Rethinking Lifestyle

From Mitigation to Adaptation

  • Gary Martens, Guest Author
  • Retired Lecturer U of M, Agronomist
Green Tree

Change. We see rapid change all around us at every level: global, national, and local levels, as well as at sociological and technological levels. Everywhere we see massive and rapid change. Our overwhelming response to these rapid changes has been mitigation. We have tried and are trying to stop unwanted change, but it is not working.

In his book “The Ingenuity Gap”, Thomas Homer-Dixon offers a partial answer to why it is not working. He claims that the world is getting so complex that the problems which arise, many of our own making, are beyond our ingenuity to solve. Homer-Dixon lists five reasons why this might be the case:

  1. Our brain is amazing, but it is physically and biologically limited in its ability to process and analyze complex systems such as our world currently faces.
  2. Markets that are designed to solve problems by price do not work in solving our biggest problems because these problems are essentially non-financial.
  3. Science has limitations in its ability to advance quickly enough in areas such as new energy development and disease abatement.
  4. The dark side of communications technology is our susceptibility to information that is misleading or false. This slows down overall progress in solving our problems.
  5. The speed of change does not allow for the democratic process to work properly. Democratic change, which works at worst by majority and at best by consensus, is a very slow process. On top of the problem with speed is the problem that our democracies are set up to have a very close horizon. For the problems we are dealing with now we need long term thinking.

Based on the arguments against successful mitigation as outlined by Thomas Homer-Dixon, I propose to switch strategies from mitigation to adaptation.

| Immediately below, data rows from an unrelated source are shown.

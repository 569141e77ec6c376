//! Ethernet engine of the serial-to-Ethernet bridge.
//!
//! Wraps an Ethernet MAC driver with a smoltcp IP stack and implements the
//! run loop's network seams on top of it: DHCP lease client, single-shot
//! DNS resolver and interface configuration. All storage (socket slots,
//! DNS query slots, frame buffers) is caller-owned or inline; nothing here
//! allocates after construction.
//!
//! # Components
//!
//! - [`EthDriver`] - MAC driver interface all NICs implement
//! - [`EthAdapter`] - Bridges an `EthDriver` to smoltcp's `Device` trait
//! - [`NetStack`] - IP stack with the lease/resolve step functions

#![no_std]

pub mod adapter;
pub mod driver;
pub mod stack;

pub use adapter::EthAdapter;
pub use driver::{EthDriver, RxError, TxError};
pub use stack::{parse_ipv4, NetStack, Timeouts};
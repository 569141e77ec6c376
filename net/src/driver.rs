//! MAC driver interface.

/// TX error types.
#[derive(Debug, Clone, Copy, PartialEq, Eq)]
pub enum TxError {
    /// TX queue is full, try again after completions are collected.
    QueueFull,
    /// Device not ready.
    DeviceNotReady,
    /// Frame too large.
    FrameTooLarge,
}

/// RX error types.
#[derive(Debug, Clone, Copy, PartialEq, Eq)]
pub enum RxError {
    /// Provided buffer too small for the frame.
    BufferTooSmall {
        /// Required buffer size.
        needed: usize,
    },
    /// Device error.
    DeviceError,
}

/// Ethernet MAC driver.
///
/// Higher layers (the smoltcp adapter, the stack) use only this interface;
/// register access and DMA stay inside the implementation.
pub trait EthDriver {
    /// Get the MAC address.
    fn mac_address(&self) -> [u8; 6];

    /// Check if the device can accept a TX frame.
    ///
    /// Returns true if `transmit()` will succeed.
    fn can_transmit(&self) -> bool;

    /// Transmit a complete Ethernet frame.
    ///
    /// # Contract
    /// - MUST return immediately (no completion wait)
    fn transmit(&mut self, frame: &[u8]) -> Result<(), TxError>;

    /// Receive an Ethernet frame into `buffer`.
    ///
    /// # Returns
    /// - `Ok(Some(len))`: Frame received, `len` bytes copied
    /// - `Ok(None)`: No frame available (normal)
    ///
    /// # Contract
    /// - MUST return immediately (no blocking)
    fn receive(&mut self, buffer: &mut [u8]) -> Result<Option<usize>, RxError>;

    /// Get the physical link status.
    fn link_up(&self) -> bool {
        true
    }
}
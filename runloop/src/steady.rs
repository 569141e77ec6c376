//! Steady-state loop.
//!
//! Flat, repeating fan-out: management pump, data-bridge pump, optional
//! lease renewal, diagnostic-flag drain. No step blocks; each returns
//! after a bounded amount of work so both the management protocol and the
//! data bridge appear continuously responsive.

use sebridge_core::diag::{error_log, BootStage};
use sebridge_hwio::{IndicatorPin, Indicators};

use crate::context::RunContext;
use crate::traits::{BridgePump, LeaseClient, ManagementPump, NetInterface};

/// One steady-state iteration.
///
/// This is a building block - the full main loop calls this repeatedly.
/// Useful for testing and integration.
pub fn steady_iteration<N, M, D, A, B>(
    ctx: &mut RunContext,
    net: &mut N,
    mgmt: &mut M,
    bridge: &mut D,
    indicators: &mut Indicators<A, B>,
) where
    N: LeaseClient + NetInterface,
    M: ManagementPump,
    D: BridgePump,
    A: IndicatorPin,
    B: IndicatorPin,
{
    mgmt.pump();
    bridge.pump();

    if ctx.dhcp_enabled {
        // Lease renewal; assign and renew apply the same action inside
        // the client, so the result needs no handling here.
        let _ = net.step();
    }

    // Drain interrupt-raised diagnostics, once per iteration.
    if ctx.diag.link_changed.take() {
        indicators.set_link(net.link_up());
    }
    if ctx.diag.rx_overflow.take() {
        error_log(BootStage::Steady, "UART rx ring buffer overflow");
    }
}

/// Run the steady-state loop forever. The device leaves this loop only
/// through reset.
pub fn run_steady<N, M, D, A, B>(
    ctx: &mut RunContext,
    net: &mut N,
    mgmt: &mut M,
    bridge: &mut D,
    indicators: &mut Indicators<A, B>,
) -> !
where
    N: LeaseClient + NetInterface,
    M: ManagementPump,
    D: BridgePump,
    A: IndicatorPin,
    B: IndicatorPin,
{
    loop {
        steady_iteration(ctx, net, mgmt, bridge, indicators);
    }
}
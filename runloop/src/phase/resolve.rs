//! Name resolution sequencer (DNS phase).

use sebridge_core::diag::{debug_log, error_log, BootStage};
use sebridge_core::HostName;

use super::{PhaseOutcome, Sequencer, SequencerStep};
use crate::context::RunContext;
use crate::traits::{LeaseClient, NameResolver, ResolveStep};

/// Retries allowed after the first failed query step.
pub const RESOLVE_MAX_RETRIES: u8 = 2;

/// DNS resolution of the remote data-channel host.
///
/// Mirrors the acquisition sequencer with a tighter bound. While the query
/// is unresolved and address acquisition is enabled for this session, every
/// step also pumps one lease-renewal step, so a long resolution cannot cost
/// the device a previously acquired lease. Exhaustion is non-fatal: the
/// remote record is left untouched and resolution stays disabled for the
/// session.
pub struct NameResolution {
    server: [u8; 4],
    host: HostName,
    retries: u8,
}

impl NameResolution {
    pub fn new(server: [u8; 4], host: &HostName) -> Self {
        Self {
            server,
            host: *host,
            retries: 0,
        }
    }

    /// Failed steps consumed so far.
    pub fn retries(&self) -> u8 {
        self.retries
    }

    fn keep_lease<N: LeaseClient>(&self, ctx: &RunContext, net: &mut N) {
        if ctx.dhcp_enabled {
            let _ = net.step();
        }
    }
}

impl<N: NameResolver + LeaseClient> Sequencer<N> for NameResolution {
    fn step(&mut self, ctx: &mut RunContext, net: &mut N) -> SequencerStep {
        match net.query_step(self.server, self.host.as_str()) {
            ResolveStep::Resolved(addr) => {
                ctx.remote_ip = addr;
                ctx.flags.name_resolved = true;
                debug_log(BootStage::Dns, "remote host resolved");
                SequencerStep::Done(PhaseOutcome::Completed)
            }
            ResolveStep::Pending => {
                self.keep_lease(ctx, net);
                SequencerStep::Pending
            }
            ResolveStep::Failed => {
                self.retries += 1;
                if self.retries > RESOLVE_MAX_RETRIES {
                    error_log(BootStage::Dns, "resolution retries exhausted");
                    SequencerStep::Done(PhaseOutcome::Failed)
                } else {
                    debug_log(BootStage::Dns, "query timed out, retrying");
                    self.keep_lease(ctx, net);
                    SequencerStep::Pending
                }
            }
        }
    }

    fn name(&self) -> &'static str {
        "DNS"
    }
}
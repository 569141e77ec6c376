//! Collaborator seams.
//!
//! The run loop consumes its collaborators through these narrow traits;
//! everything behind them (wire protocols, peripheral registers, flash
//! layout) is out of scope here and assumed correct. Every method of the
//! pump and step traits must return after a bounded, small amount of work —
//! the loop's latency rests on that contract.

use sebridge_core::{BringUpResult, DeviceConfig, NetProfile};
use sebridge_hwio::TriggerProbe;

/// Result of one lease-protocol step.
#[derive(Debug, Clone, Copy, PartialEq, Eq)]
pub enum LeaseStep {
    /// Address leased (assign and renew take the same action).
    Leased,
    /// No event yet; the protocol step re-sends on its own schedule.
    Pending,
    /// Step-level timeout; counts against the phase retry bound.
    Failed,
}

/// Result of one name-resolution step.
#[derive(Debug, Clone, Copy, PartialEq, Eq)]
pub enum ResolveStep {
    /// Name resolved to an IPv4 address.
    Resolved([u8; 4]),
    /// Query outstanding.
    Pending,
    /// Step-level timeout or negative answer; counts against the bound.
    Failed,
}

/// DHCP lease client.
///
/// Buffer binding and assign/renew/conflict callback registration happen
/// inside the implementation; the run loop only drives steps.
pub trait LeaseClient {
    /// Arm the client for a fresh acquisition.
    fn begin(&mut self);

    /// One unit of lease-protocol work. MUST NOT block.
    fn step(&mut self) -> LeaseStep;

    /// Stop the client after retry exhaustion.
    fn stop(&mut self);
}

/// Single-shot DNS resolver.
pub trait NameResolver {
    /// One unit of query work against `server` for `host`. MUST NOT block.
    fn query_step(&mut self, server: [u8; 4], host: &str) -> ResolveStep;
}

/// Network interface configuration owned by the Ethernet engine.
pub trait NetInterface {
    /// Program the MAC address.
    fn set_mac(&mut self, mac: [u8; 6]);

    /// Apply a static profile (DHCP disabled, or lease fallback).
    fn apply_static(&mut self, net: &NetProfile);

    /// Currently applied profile (leased or static).
    fn profile(&self) -> NetProfile;

    /// Physical link state.
    fn link_up(&self) -> bool;
}

/// Management/configuration-protocol pump.
///
/// # Contract
/// - processes at most one pending configuration-client request per call
/// - MUST return immediately when nothing is pending
pub trait ManagementPump {
    fn pump(&mut self);
}

/// Serial-to-Ethernet data-bridge pump.
///
/// # Contract
/// - forwards at most the currently available bytes
/// - MUST NOT block
pub trait BridgePump {
    fn pump(&mut self);
}

/// Persisted-configuration loader. Called once at bring-up.
pub trait ConfigStore {
    fn load(&mut self) -> BringUpResult<DeviceConfig>;
}

/// Board bring-up: peripheral init plus the boot-time trigger probe.
pub trait Board: TriggerProbe {
    /// Bring up clocks, UARTs, GPIO and the Ethernet engine.
    fn init_hardware(&mut self);
}
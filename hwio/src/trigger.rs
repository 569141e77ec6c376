//! Hardware trigger latch.
//!
//! The trigger switch is sampled exactly once per boot, before the loop
//! becomes latency-sensitive; the result is immutable for the rest of the
//! uptime. The pin is active low; only five consecutive low reads latch
//! the trigger, which keeps a floating or bouncing input from triggering
//! a factory reset.

/// Debounce sample count.
const TRIGGER_SAMPLES: u32 = 5;

/// Spacing between debounce samples in milliseconds.
const TRIGGER_SAMPLE_SPACING_MS: u32 = 5;

/// Logic level of an input pin.
#[derive(Debug, Clone, Copy, PartialEq, Eq)]
pub enum PinLevel {
    Low,
    High,
}

/// Boot-time access to the trigger pin and a blocking delay.
///
/// # Contract
/// - `sample` MUST return the current pin level without side effects
/// - `delay_ms` MAY busy-wait; it is only called before the run loop starts
pub trait TriggerProbe {
    /// Read the trigger pin level.
    fn sample(&mut self) -> PinLevel;

    /// Block for `ms` milliseconds.
    fn delay_ms(&mut self, ms: u32);
}

/// Latch the hardware trigger state.
///
/// Samples the pin `5` times at `5 ms` spacing. The pin is active low:
/// any single high sample ends the latch immediately as "not triggered";
/// only an all-low run latches the trigger.
pub fn latch_trigger<P: TriggerProbe>(probe: &mut P) -> bool {
    for _ in 0..TRIGGER_SAMPLES {
        if probe.sample() == PinLevel::High {
            return false;
        }
        probe.delay_ms(TRIGGER_SAMPLE_SPACING_MS);
    }
    true
}
//! Device status and cross-loop flags.
//!
//! The device runs a single non-preemptive loop; the only state shared with
//! interrupt context are the `DiagFlag` cells, which are single-writer from
//! the interrupt and single-reader from the loop.

use core::sync::atomic::{AtomicBool, Ordering};

/// Coarse device state a management client can query.
///
/// `Acquiring` covers the whole of each network-identity phase (DHCP, DNS);
/// every exit path of a phase restores `Operational`, so a management
/// session always observes a terminal status once a phase ends.
#[derive(Debug, Clone, Copy, PartialEq, Eq)]
pub enum DeviceStatus {
    /// Busy acquiring network identity; background handlers limited.
    Acquiring,
    /// Normal operation; full protocol behavior available.
    Operational,
}

impl DeviceStatus {
    pub const fn name(&self) -> &'static str {
        match self {
            Self::Acquiring => "ACQUIRING",
            Self::Operational => "OPERATIONAL",
        }
    }
}

/// Session flags owned by the run context.
///
/// Plain bools: only the orchestrator thread touches them.
#[derive(Debug, Clone, Copy, Default)]
pub struct StatusFlags {
    /// DHCP phase completed with a lease this session.
    pub lease_acquired: bool,
    /// DNS phase resolved the remote host this session.
    pub name_resolved: bool,
    /// Bring-up finished; steady-state loop entered.
    pub app_running: bool,
    /// Hardware trigger pin latched low at boot (immutable afterwards).
    pub trigger_latched: bool,
}

/// One-shot diagnostic flag: set by an interrupt, cleared by the loop.
///
/// Safe without a lock: the interrupt only sets, the loop only clears,
/// and the cell is a single word.
#[derive(Debug)]
pub struct DiagFlag(AtomicBool);

impl DiagFlag {
    pub const fn new() -> Self {
        Self(AtomicBool::new(false))
    }

    /// Interrupt side: mark the event. Idempotent.
    pub fn raise(&self) {
        self.0.store(true, Ordering::SeqCst);
    }

    /// Loop side: read and clear in one step. Idempotent when clear.
    pub fn take(&self) -> bool {
        self.0.swap(false, Ordering::SeqCst)
    }

    /// Peek without clearing.
    pub fn is_raised(&self) -> bool {
        self.0.load(Ordering::SeqCst)
    }
}

impl Default for DiagFlag {
    fn default() -> Self {
        Self::new()
    }
}

/// Diagnostic flags drained once per steady-state iteration.
#[derive(Debug, Default)]
pub struct DiagFlags {
    /// UART receive ring buffer overflowed.
    pub rx_overflow: DiagFlag,
    /// Physical link state changed.
    pub link_changed: DiagFlag,
}

impl DiagFlags {
    pub const fn new() -> Self {
        Self {
            rx_overflow: DiagFlag::new(),
            link_changed: DiagFlag::new(),
        }
    }
}
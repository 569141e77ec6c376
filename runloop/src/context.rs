//! Shared run context.
//!
//! One explicit structure instead of ambient globals: every phase step and
//! every steady-state iteration receives `&mut RunContext`. The session
//! capabilities (DHCP/DNS enabled) are resolved once from the configuration
//! at bring-up and carried as plain data, so the orchestration logic has a
//! single code path regardless of target board or build.

use sebridge_core::{DeviceConfig, DeviceStatus, DiagFlags, NetProfile, StatusFlags};

/// Mutable state shared across phases and the steady-state loop.
#[derive(Debug)]
pub struct RunContext {
    /// Coarse state a management client can query.
    pub status: DeviceStatus,
    /// Session flags.
    pub flags: StatusFlags,
    /// Interrupt-raised diagnostic flags, drained by the steady loop.
    pub diag: DiagFlags,
    /// Live network-info record (leased or static, settled at bring-up).
    pub net: NetProfile,
    /// Remote data-channel address; the configured address, overwritten
    /// by the DNS phase on success.
    pub remote_ip: [u8; 4],
    /// Remote data-channel port.
    pub remote_port: u16,
    /// Address acquisition enabled for this session.
    pub dhcp_enabled: bool,
    /// Name resolution enabled for this session (mode permitting).
    pub dns_enabled: bool,
}

impl RunContext {
    /// Resolve session capabilities from the configuration.
    pub fn from_config(cfg: &DeviceConfig) -> Self {
        Self {
            // Boot default; every phase exit restores Operational.
            status: DeviceStatus::Acquiring,
            flags: StatusFlags::default(),
            diag: DiagFlags::new(),
            net: NetProfile::new([0; 4], [0; 4], [0; 4]),
            remote_ip: cfg.remote_ip,
            remote_port: cfg.remote_port,
            dhcp_enabled: cfg.dhcp_enabled,
            dns_enabled: cfg.dns_enabled && cfg.mode.uses_remote_host(),
        }
    }
}

#[cfg(test)]
mod tests {
    use super::*;
    use sebridge_core::OperatingMode;

    #[test]
    fn capabilities_resolved_once() {
        let cfg = DeviceConfig::default()
            .mode(OperatingMode::TcpClient)
            .dhcp(true)
            .dns([1, 1, 1, 1], "remote.lan");
        let ctx = RunContext::from_config(&cfg);
        assert!(ctx.dhcp_enabled);
        assert!(ctx.dns_enabled);
        assert_eq!(ctx.status, DeviceStatus::Acquiring);
    }

    #[test]
    fn configured_remote_seeds_context() {
        let cfg = DeviceConfig::default()
            .mode(OperatingMode::TcpClient)
            .remote_ip([10, 0, 0, 9], 6000);
        let ctx = RunContext::from_config(&cfg);
        assert_eq!(ctx.remote_ip, [10, 0, 0, 9]);
        assert_eq!(ctx.remote_port, 6000);
    }

    #[test]
    fn server_mode_disables_resolution() {
        let cfg = DeviceConfig::default()
            .mode(OperatingMode::TcpServer)
            .dns([1, 1, 1, 1], "remote.lan");
        let ctx = RunContext::from_config(&cfg);
        assert!(!ctx.dns_enabled);
    }
}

I have spent much of my adult life trying to help the mitigation movement without significant success. I believe that the freight train that is us cannot be stopped. People will keep on doing what they are doing until it doesn’t work anymore. Then they will look around for what to do next. By that time, we will be in such a precarious situation that adaptation will be too late. If I were a much younger person I would start significant adaptions now.

I had a colleague that was discouraged because his work on natural systems agriculture was being ignored. He had to struggle to find the research money to continue his work. I tried to encourage him by saying that when the time for his work was desperately needed all he would have to do is turn around and pull it off his shelf and say, “Here, this is what you should do now.”

I live at the 49th parallel which means that I need a warm shelter for many months of the year. I am also a human animal which means I need water and food. Abram Maslow described our human needs very well in his now famous Maslow’s Hierarchy of Needs. The base of his pyramid of needs is summarized as “Physiological”, that is, “What do I need to physically survive?” The answer is simple: shelter, food, and water. So that is where I will start my adaptation journey.